[Source records]
━━━━━━━━━━━━━━━━━━━━━━━━━━━━━━
#[cfg(test)]
mod tests {
    use super::*;

    fn ramp_signal(n: usize) -> Signal {
        let mut s = Signal::new(SampleFormat::ComplexFloat32, n);
        s.sample_rate = 1000.0;
        s.center_frequency = 100e6;
        s.bandwidth = 20e3;
        s.timestamp = 10.0;
        let view = s.as_f32_mut().unwrap();
        for i in 0..n {
            view[i * 2] = (i as f32 / n as f32) * 2.0 - 1.0;
            view[i * 2 + 1] = -((i as f32 / n as f32) * 2.0 - 1.0);
        }
        s
    }

    #[test]
    fn byte_size_matches_sample_count() {
        let s = Signal::new(SampleFormat::ComplexInt16, 64);
        assert_eq!(s.byte_len(), 64 * 4);
        assert_eq!(s.sample_count(), 64);
        assert_eq!(s.bytes().len(), 64 * 4);
    }

    #[test]
    fn from_bytes_rejects_size_mismatch() {
        let err = Signal::from_bytes(&[0u8; 10], SampleFormat::ComplexFloat32, 2);
        assert!(matches!(err, Err(PipelineError::Precondition(_))));
    }

    #[test]
    fn from_bytes_round_trips_raw_bytes() {
        let data: Vec<u8> = (0..32).collect();
        let s = Signal::from_bytes(&data, SampleFormat::ComplexInt16, 8).unwrap();
        assert_eq!(s.bytes(), &data[..]);
    }

    #[test]
    fn typed_view_requires_matching_format() {
        let s = Signal::new(SampleFormat::ComplexInt16, 8);
        assert!(s.as_f32().is_none());
        assert!(s.as_i16().is_some());
        assert!(s.as_i8().is_none());
    }

    #[test]
    fn conversion_preserves_count_and_metadata() {
        let s = ramp_signal(100);
        for target in [SampleFormat::ComplexInt16, SampleFormat::ComplexInt8] {
            let c = s.convert_to_format(target).unwrap();
            assert_eq!(c.sample_count(), s.sample_count());
            assert_eq!(c.sample_rate, s.sample_rate);
            assert_eq!(c.center_frequency, s.center_frequency);
            assert_eq!(c.bandwidth, s.bandwidth);
            assert_eq!(c.timestamp, s.timestamp);
        }
    }

    #[test]
    fn float_int_round_trip_stays_close() {
        let s = ramp_signal(50);
        let back = s
            .convert_to_format(SampleFormat::ComplexInt16)
            .unwrap()
            .convert_to_format(SampleFormat::ComplexFloat32)
            .unwrap();
        let a = s.as_f32().unwrap();
        let b = back.as_f32().unwrap();
        for (x, y) in a.iter().zip(b) {
            assert!((x - y).abs() < 2.0 / 32767.0, "{x} vs {y}");
        }
    }

    #[test]
    fn conversion_clamps_out_of_range_floats() {
        let mut s = Signal::new(SampleFormat::ComplexFloat32, 1);
        let view = s.as_f32_mut().unwrap();
        view[0] = 3.5;
        view[1] = -3.5;
        let c = s.convert_to_format(SampleFormat::ComplexInt16).unwrap();
        let v = c.as_i16().unwrap();
        assert_eq!(v[0], 32767);
        assert_eq!(v[1], -32767);
    }

    #[test]
    fn raw_layout_cannot_convert() {
        let s = Signal::new(SampleFormat::Raw, 16);
        assert!(s.convert_to_format(SampleFormat::ComplexFloat32).is_err());
        assert!(s.to_complex_f64().is_none());
    }

    #[test]
    fn slice_advances_timestamp_and_records_provenance() {
        let s = ramp_signal(1000);
        let sl = s.slice(250, 100).unwrap();
        assert_eq!(sl.sample_count(), 100);
        assert!((sl.timestamp - (10.0 + 0.25)).abs() < 1e-12);
        assert_eq!(sl.tag("slice_start"), Some("250"));
        assert_eq!(sl.tag("slice_count"), Some("100"));
        assert_eq!(sl.tag("original_id"), Some(s.id()));
        // Slice content matches the source range
        let a = s.as_f32().unwrap();
        let b = sl.as_f32().unwrap();
        assert_eq!(&a[500..700], b);
    }

    #[test]
    fn slice_out_of_range_fails() {
        let s = ramp_signal(10);
        assert!(s.slice(8, 5).is_err());
        assert!(s.slice(10, 1).is_err());
    }

    #[test]
    fn clone_gets_fresh_id() {
        let s = ramp_signal(10);
        let c = s.clone_signal();
        assert_ne!(s.id(), c.id());
        assert_eq!(c.tag("original_id"), Some(s.id()));
        assert_eq!(c.bytes(), s.bytes());
    }

    #[test]
    fn sample_at_distinguishes_failures() {
        let s = Signal::new(SampleFormat::ComplexInt8, 4);
        // Format mismatch
        assert!(s.sample_at(0).is_err());
        let f = Signal::new(SampleFormat::ComplexFloat32, 4);
        // Out of range
        assert!(f.sample_at(4).is_err());
        assert!(f.sample_at(3).is_ok());
    }
}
━━━━━━━━━━━━━━━━━━━━━━━━━━━━━━
Show, from the records above, every line that includes "bandwidth".

**Reply to the task**
        s.bandwidth = 20e3;
            assert_eq!(c.bandwidth, s.bandwidth);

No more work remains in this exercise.